◆ What you should do
Within the listing below, determine how many lines hold the word "CommandInstance". Give the number with no commentary.

#####

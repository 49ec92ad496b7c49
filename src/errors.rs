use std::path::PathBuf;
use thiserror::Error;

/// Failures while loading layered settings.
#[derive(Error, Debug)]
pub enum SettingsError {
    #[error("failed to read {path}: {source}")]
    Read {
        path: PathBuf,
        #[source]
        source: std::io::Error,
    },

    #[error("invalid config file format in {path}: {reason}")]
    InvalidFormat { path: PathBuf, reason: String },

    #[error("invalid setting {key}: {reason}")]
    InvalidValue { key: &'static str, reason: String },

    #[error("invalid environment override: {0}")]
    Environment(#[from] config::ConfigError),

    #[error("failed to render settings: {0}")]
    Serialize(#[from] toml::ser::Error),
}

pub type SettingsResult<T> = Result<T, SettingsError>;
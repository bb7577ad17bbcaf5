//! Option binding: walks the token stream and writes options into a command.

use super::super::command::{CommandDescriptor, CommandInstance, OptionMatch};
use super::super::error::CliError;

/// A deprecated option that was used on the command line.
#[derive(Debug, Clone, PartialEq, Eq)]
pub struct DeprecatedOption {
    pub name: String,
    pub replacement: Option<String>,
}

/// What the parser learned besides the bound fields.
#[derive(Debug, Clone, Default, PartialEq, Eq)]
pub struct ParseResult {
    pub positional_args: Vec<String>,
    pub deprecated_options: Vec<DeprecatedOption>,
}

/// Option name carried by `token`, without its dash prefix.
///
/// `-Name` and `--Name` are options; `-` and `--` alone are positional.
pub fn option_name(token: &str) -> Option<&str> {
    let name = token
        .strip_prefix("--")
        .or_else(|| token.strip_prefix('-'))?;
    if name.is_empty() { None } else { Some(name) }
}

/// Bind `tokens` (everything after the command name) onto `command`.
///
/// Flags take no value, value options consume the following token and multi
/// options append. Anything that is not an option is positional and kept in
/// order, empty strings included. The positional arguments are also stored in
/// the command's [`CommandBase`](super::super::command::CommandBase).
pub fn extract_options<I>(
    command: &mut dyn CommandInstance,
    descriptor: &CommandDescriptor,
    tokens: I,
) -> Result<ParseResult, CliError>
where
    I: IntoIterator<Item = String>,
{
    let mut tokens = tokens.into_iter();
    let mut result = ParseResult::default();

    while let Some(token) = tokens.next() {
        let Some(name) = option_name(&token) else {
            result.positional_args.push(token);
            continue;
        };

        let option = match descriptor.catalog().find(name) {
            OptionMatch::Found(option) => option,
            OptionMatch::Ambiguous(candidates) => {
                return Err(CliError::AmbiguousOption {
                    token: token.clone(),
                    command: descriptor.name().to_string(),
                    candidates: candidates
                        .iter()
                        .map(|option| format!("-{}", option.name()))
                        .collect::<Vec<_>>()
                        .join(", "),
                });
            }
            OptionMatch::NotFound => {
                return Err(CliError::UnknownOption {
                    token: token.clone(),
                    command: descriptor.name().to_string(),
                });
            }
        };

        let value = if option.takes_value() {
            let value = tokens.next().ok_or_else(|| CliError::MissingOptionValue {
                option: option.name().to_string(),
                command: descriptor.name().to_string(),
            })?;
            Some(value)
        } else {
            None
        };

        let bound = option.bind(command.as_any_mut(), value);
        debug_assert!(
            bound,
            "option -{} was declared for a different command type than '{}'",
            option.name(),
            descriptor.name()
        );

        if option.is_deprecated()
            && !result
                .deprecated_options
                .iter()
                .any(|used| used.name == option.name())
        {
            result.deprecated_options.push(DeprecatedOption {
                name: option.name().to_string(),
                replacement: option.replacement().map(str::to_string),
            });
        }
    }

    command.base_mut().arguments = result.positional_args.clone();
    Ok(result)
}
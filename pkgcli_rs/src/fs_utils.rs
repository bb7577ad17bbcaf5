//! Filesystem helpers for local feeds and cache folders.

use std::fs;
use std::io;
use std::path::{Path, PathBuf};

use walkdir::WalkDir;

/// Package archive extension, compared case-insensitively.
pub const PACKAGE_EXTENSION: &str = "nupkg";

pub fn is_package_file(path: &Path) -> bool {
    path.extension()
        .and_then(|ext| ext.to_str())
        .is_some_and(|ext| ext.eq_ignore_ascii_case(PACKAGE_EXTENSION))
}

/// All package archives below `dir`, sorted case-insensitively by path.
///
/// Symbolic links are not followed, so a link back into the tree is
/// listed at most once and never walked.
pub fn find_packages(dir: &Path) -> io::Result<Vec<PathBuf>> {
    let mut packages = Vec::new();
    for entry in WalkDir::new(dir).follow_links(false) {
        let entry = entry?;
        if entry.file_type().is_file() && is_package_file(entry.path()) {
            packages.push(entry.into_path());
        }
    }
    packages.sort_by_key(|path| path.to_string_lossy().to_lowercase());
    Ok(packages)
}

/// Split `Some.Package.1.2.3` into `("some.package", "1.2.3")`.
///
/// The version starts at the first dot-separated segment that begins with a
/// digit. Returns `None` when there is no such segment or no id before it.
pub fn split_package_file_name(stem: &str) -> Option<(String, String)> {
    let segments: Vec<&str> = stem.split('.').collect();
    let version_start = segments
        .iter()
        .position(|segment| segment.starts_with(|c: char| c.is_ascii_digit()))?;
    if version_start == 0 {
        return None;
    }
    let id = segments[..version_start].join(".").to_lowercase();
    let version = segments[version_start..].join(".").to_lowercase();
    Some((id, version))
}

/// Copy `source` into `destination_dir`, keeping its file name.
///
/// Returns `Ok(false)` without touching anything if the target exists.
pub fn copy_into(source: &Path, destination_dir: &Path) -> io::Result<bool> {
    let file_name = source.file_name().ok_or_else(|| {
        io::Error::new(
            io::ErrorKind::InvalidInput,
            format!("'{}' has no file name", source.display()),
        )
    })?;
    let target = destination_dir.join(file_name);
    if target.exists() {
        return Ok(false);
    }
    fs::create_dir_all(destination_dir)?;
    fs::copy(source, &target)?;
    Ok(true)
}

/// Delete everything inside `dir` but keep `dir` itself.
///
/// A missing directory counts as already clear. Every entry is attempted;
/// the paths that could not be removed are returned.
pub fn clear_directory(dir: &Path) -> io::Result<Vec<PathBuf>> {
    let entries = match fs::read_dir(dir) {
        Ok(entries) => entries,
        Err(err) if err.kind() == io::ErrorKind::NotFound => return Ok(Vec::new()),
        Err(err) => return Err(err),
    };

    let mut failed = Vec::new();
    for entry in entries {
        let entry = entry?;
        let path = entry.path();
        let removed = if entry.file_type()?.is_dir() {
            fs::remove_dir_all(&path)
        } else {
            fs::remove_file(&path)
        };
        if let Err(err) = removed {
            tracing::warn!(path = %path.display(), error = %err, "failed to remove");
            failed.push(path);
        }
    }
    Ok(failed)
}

#####

◆ Response to this exercise
2